Regions and communities will not experience the climate transition in the same way. For example, a 2018 report from the European Commission’s Joint Research Centre acknowledges that the loss of coal jobs could be highly impactful on specific regions, even if coal is not a substantial industry in Europe today. By 2030, one area of Poland could lose up to 41,000 jobs and a number of regions could each lose more than 10,000 jobs. Experts on southeast Europe have further pointed out that the region does not have the same ‘starting point’ as northwest Europe and has a number of obstacles in embracing climate action. They conclude that cash injections will not be sufficient; the EGD must contain a holistic approach to regional diversity within Europe. More broadly, specific sectors are likely to decline dramatically in the climate transition—fossil fuel industries, energy-intensive manufacturing, and some forms of transport. While these jobs may in theory be replaced by others in sectors such as renewable energy and construction, the EGD will have to prove the ‘economic case’ by coordinating national policies to maintain maximal employment. The ethics of transitioning to ‘green jobs’ is now a necessary topic for discussion.

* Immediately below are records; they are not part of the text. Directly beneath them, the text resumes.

//! Errors returned by the Application Security client

use reqwest::StatusCode;
use serde::{Deserialize, Serialize};
use serde_json::{Map, Value};
use thiserror::Error;
use validator::ValidationErrors;

use crate::session::{Response, TransportError};

pub type Result<T, E = Error> = std::result::Result<T, E>;

/// Title used when an error body is not a problem-details document
pub const UNPARSEABLE_ERROR_TITLE: &str =
    "Failed to unmarshal error body. Application Security API failed. Check details for more information.";

#[derive(Debug, Error)]
pub enum Error {
    /// Request parameters failed validation; nothing was sent
    #[error("{operation}: struct validation: {source}")]
    Validation {
        operation: &'static str,
        #[source]
        source: ValidationErrors,
    },

    #[error("{operation}: failed to encode request body: {source}")]
    Encode {
        operation: &'static str,
        #[source]
        source: serde_json::Error,
    },

    #[error("{operation}: request failed: {source}")]
    Transport {
        operation: &'static str,
        #[source]
        source: TransportError,
    },

    /// The API answered with a status outside the operation's accepted set
    #[error(transparent)]
    Api(Box<ApiError>),

    #[error("{operation}: failed to decode response: {source}")]
    Decode {
        operation: &'static str,
        #[source]
        source: serde_json::Error,
    },
}

impl Error {
    /// The API error, if the call reached the API and was rejected
    pub fn api(&self) -> Option<&ApiError> {
        match self {
            Error::Api(e) => Some(e),
            _ => None,
        }
    }

    /// Field-level validation failures, if the request was invalid
    pub fn validation(&self) -> Option<&ValidationErrors> {
        match self {
            Error::Validation { source, .. } => Some(source),
            _ => None,
        }
    }

    pub fn is_cancelled(&self) -> bool {
        matches!(
            self,
            Error::Transport {
                source: TransportError::Cancelled,
                ..
            }
        )
    }
}

impl From<ApiError> for Error {
    fn from(e: ApiError) -> Self {
        Error::Api(Box::new(e))
    }
}

/// Problem-details error body returned by the API
#[derive(Debug, Clone, Default, PartialEq, Serialize, Deserialize, Error)]
#[error("API error {status_code}: {title}: {detail}")]
pub struct ApiError {
    #[serde(rename = "type", default)]
    pub error_type: String,

    #[serde(default)]
    pub title: String,

    #[serde(default)]
    pub detail: String,

    #[serde(default, skip_serializing_if = "String::is_empty")]
    pub instance: String,

    #[serde(rename = "status", default)]
    pub status_code: u16,

    /// Any further problem-details members (`fieldErrors`, `behaviorName`, ...)
    #[serde(flatten)]
    pub extra: Map<String, Value>,
}

impl ApiError {
    /// Build an error from a rejected response
    ///
    /// `status_code` is always the status actually received. A body that is not
    /// a JSON object ends up verbatim in `detail`.
    pub fn from_response(response: &Response) -> Self {
        let status = response.status.as_u16();

        match serde_json::from_slice::<ApiError>(&response.body) {
            Ok(mut e) => {
                e.status_code = status;
                e
            }
            Err(err) => {
                tracing::error!("Could not parse error body ({}): {}", status, err);
                ApiError {
                    title: UNPARSEABLE_ERROR_TITLE.to_string(),
                    detail: unescape_content(&response.text()),
                    status_code: status,
                    ..Default::default()
                }
            }
        }
    }

    pub fn status(&self) -> Option<StatusCode> {
        StatusCode::from_u16(self.status_code).ok()
    }

    pub fn is_not_found(&self) -> bool {
        self.status_code == StatusCode::NOT_FOUND.as_u16()
    }
}

/// Undo JSON string escaping left in raw error bodies
fn unescape_content(content: &str) -> String {
    content
        .replace("\\\\", "\\")
        .replace("\\\"", "\"")
        .replace("\\n", "\n")
        .replace("\\t", "\t")
}

#[cfg(test)]
mod tests {
    use super::*;

    #[test]
    fn test_from_response_problem_details() {
        let response = Response::new(
            StatusCode::INTERNAL_SERVER_ERROR,
            r#"{
                "type": "internal_error",
                "title": "Internal Server Error",
                "detail": "Error creating CustomDeny",
                "status": 500
            }"#,
        );

        let e = ApiError::from_response(&response);
        assert_eq!(e.error_type, "internal_error");
        assert_eq!(e.title, "Internal Server Error");
        assert_eq!(e.detail, "Error creating CustomDeny");
        assert_eq!(e.status_code, 500);
        assert!(e.extra.is_empty());
    }

    #[test]
    fn test_from_response_status_comes_from_http() {
        let response = Response::new(StatusCode::FORBIDDEN, r#"{"title":"Forbidden","status":500}"#);
        assert_eq!(ApiError::from_response(&response).status_code, 403);
    }

    #[test]
    fn test_from_response_keeps_extra_fields() {
        let response = Response::new(
            StatusCode::BAD_REQUEST,
            r#"{"type":"/appsec/error-types/INVALID-INPUT-ERROR","title":"Invalid Input Error","detail":"bad","fieldErrors":[{"name":"ruleId"}]}"#,
        );

        let e = ApiError::from_response(&response);
        assert!(e.extra.contains_key("fieldErrors"));
    }

    #[test]
    fn test_from_response_non_json_body() {
        let response = Response::new(StatusCode::BAD_GATEWAY, "<html>bad \\\"gateway\\\"</html>");

        let e = ApiError::from_response(&response);
        assert_eq!(e.title, UNPARSEABLE_ERROR_TITLE);
        assert_eq!(e.detail, "<html>bad \"gateway\"</html>");
        assert_eq!(e.status_code, 502);
    }

    #[test]
    fn test_from_response_empty_body() {
        let e = ApiError::from_response(&Response::new(StatusCode::NOT_FOUND, ""));
        assert_eq!(e.title, UNPARSEABLE_ERROR_TITLE);
        assert!(e.is_not_found());
    }

    #[test]
    fn test_error_accessors() {
        let err: Error = ApiError {
            status_code: 404,
            ..Default::default()
        }
        .into();
        assert_eq!(err.api().and_then(|e| e.status()), Some(StatusCode::NOT_FOUND));
        assert!(err.validation().is_none());
        assert!(!err.is_cancelled());

        let err = Error::Transport {
            operation: "GetConfigurations",
            source: TransportError::Cancelled,
        };
        assert!(err.is_cancelled());
        assert_eq!(err.to_string(), "GetConfigurations: request failed: request cancelled");
    }
}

Scholars in public health and environmental sustainability have supported a triple win model, such that climate policy results in health, equity, and environmental sustainability. Frans Timmermans, Executive Vice-President of the European Commission’s Executive Vice-President, has stated that ‘we must show solidarity with the most affected regions in Europe, such as coal mining regions and others, to make sure the Green Deal gets everyone’s full support and has a chance to become a reality.’ But what is the ethical basis for such a principle of solidarity? The principle requires citizens to see other as part of a shared community—in that sense, each climate strategy already contains within it a notion of solidarity. For example, 2/3 of revenues from carbon levies in Switzerland are transferred back to the population in lump sums. In British Columbia, carbon tax revenue has been directed towards tax relief for low-income individuals, in addition to cash transfers. The EGD’s Just Transition Mechanism is therefore a case study in how the principle of solidarity can be applied towards climate policy as well as the distributive effects of structural change in the economy. 

Conclusion

Implementation of the EGD must now take place in the context of post-Covid recovery. In March 2020, a report from the Centre for European Policy Studies stated that EGD proposals can be integrated with general economic recovery. While carbon emissions have temporarily fallen in early 2020, other commentators are less sanguine. Francesca Colli, a Research Fellow at the Egmont Institute for International Relations, has called this crisis a ‘make or break’ moment for climate action in Europe—miscalculated public investments could exacerbate socio-economic inequality and thwart climate action. Other commentators have called upon the Commission to stipulate ‘green conditions’ so that governmental and intergovernmental aid accord with a low-carbon agenda. The pandemic has clearly challenged solidaristic decision-making in the EU; by July 2020, earmarked funds for climate action were cut for economic recovery, although negotiations are still ongoing.

At the same time, Europe remains a potential leader for climate finance. The EU has a strong track record in reducing its emissions while maintaining economic growth. Its GDP grew by 61% between 1990 and 2018, while its emissions fell by 23%. The need for a ‘green recovery’ is being discussed from the UK to Korea and Africa—the ‘Brussels effect’ of a race to the top, as observed in other areas such as data ethics, continues to be a possibility for European climate policy.